PROBLEM :: Below are some records; state how many of their lines contain the word "depth", and add nothing.
==============================
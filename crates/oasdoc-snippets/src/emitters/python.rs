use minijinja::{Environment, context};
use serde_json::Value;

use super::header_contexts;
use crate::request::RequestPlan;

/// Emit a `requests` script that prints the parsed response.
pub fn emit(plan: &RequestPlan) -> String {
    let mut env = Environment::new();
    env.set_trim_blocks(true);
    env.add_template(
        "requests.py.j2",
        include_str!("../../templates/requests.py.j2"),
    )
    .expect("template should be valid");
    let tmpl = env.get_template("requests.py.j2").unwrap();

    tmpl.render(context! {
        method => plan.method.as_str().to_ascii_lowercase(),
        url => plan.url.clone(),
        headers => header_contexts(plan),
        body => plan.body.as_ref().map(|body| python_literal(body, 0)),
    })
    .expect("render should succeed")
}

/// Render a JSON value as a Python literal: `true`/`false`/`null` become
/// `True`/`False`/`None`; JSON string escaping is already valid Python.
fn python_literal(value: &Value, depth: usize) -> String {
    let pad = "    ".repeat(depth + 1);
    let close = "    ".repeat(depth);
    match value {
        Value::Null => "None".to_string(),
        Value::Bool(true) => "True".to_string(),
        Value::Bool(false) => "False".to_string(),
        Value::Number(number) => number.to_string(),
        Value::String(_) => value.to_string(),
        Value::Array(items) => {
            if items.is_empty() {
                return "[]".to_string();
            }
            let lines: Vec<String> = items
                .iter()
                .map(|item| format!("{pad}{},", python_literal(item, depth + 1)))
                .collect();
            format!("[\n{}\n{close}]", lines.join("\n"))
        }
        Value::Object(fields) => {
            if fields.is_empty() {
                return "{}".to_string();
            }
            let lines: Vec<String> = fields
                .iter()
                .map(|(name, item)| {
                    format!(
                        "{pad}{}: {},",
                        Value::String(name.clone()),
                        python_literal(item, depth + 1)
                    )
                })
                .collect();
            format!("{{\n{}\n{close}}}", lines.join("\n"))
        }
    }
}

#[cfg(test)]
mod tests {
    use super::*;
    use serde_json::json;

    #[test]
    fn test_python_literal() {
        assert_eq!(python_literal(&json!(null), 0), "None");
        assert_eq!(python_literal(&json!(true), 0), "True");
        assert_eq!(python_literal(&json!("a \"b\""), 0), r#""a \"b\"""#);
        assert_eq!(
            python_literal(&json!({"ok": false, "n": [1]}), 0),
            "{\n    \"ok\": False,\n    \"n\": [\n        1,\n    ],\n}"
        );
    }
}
==============================
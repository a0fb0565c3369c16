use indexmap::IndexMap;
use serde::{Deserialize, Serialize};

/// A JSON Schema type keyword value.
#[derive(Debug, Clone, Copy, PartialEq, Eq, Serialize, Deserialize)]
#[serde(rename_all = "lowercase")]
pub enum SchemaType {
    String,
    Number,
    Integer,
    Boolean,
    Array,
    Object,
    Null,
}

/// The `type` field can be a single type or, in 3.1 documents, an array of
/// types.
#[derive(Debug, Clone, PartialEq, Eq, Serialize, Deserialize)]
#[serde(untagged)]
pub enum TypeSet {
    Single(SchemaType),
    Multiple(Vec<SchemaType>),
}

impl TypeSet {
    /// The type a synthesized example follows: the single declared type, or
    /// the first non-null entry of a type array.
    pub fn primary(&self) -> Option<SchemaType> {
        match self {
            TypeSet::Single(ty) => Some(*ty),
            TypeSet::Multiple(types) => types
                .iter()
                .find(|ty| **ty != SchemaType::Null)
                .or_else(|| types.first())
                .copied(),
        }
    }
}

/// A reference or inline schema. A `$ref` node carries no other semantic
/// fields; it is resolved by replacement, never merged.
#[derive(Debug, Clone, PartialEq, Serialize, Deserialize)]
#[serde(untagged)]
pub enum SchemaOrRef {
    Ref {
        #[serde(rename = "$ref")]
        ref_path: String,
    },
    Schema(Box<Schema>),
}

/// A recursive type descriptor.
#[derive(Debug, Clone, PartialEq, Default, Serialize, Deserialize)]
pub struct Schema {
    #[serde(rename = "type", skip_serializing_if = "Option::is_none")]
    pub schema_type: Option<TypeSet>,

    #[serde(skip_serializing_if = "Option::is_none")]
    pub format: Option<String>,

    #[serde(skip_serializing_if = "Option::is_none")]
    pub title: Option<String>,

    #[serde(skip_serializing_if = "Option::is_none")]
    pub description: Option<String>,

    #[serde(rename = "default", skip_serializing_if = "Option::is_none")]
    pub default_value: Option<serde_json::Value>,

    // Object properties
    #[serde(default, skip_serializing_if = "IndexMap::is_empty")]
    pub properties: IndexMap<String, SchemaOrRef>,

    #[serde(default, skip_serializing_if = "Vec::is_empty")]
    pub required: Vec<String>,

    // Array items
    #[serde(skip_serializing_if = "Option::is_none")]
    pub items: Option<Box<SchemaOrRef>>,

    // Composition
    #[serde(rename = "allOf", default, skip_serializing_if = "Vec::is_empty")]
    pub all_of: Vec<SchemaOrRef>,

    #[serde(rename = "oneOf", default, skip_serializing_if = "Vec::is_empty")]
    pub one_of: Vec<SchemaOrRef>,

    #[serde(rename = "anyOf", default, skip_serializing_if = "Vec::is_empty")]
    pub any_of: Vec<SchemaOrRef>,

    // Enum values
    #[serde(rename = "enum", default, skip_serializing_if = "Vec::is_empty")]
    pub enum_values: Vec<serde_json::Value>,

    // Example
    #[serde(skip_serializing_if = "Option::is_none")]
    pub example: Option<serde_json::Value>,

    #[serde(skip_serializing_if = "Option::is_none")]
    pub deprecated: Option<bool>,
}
==============================
EXPECTED ANSWER :: 5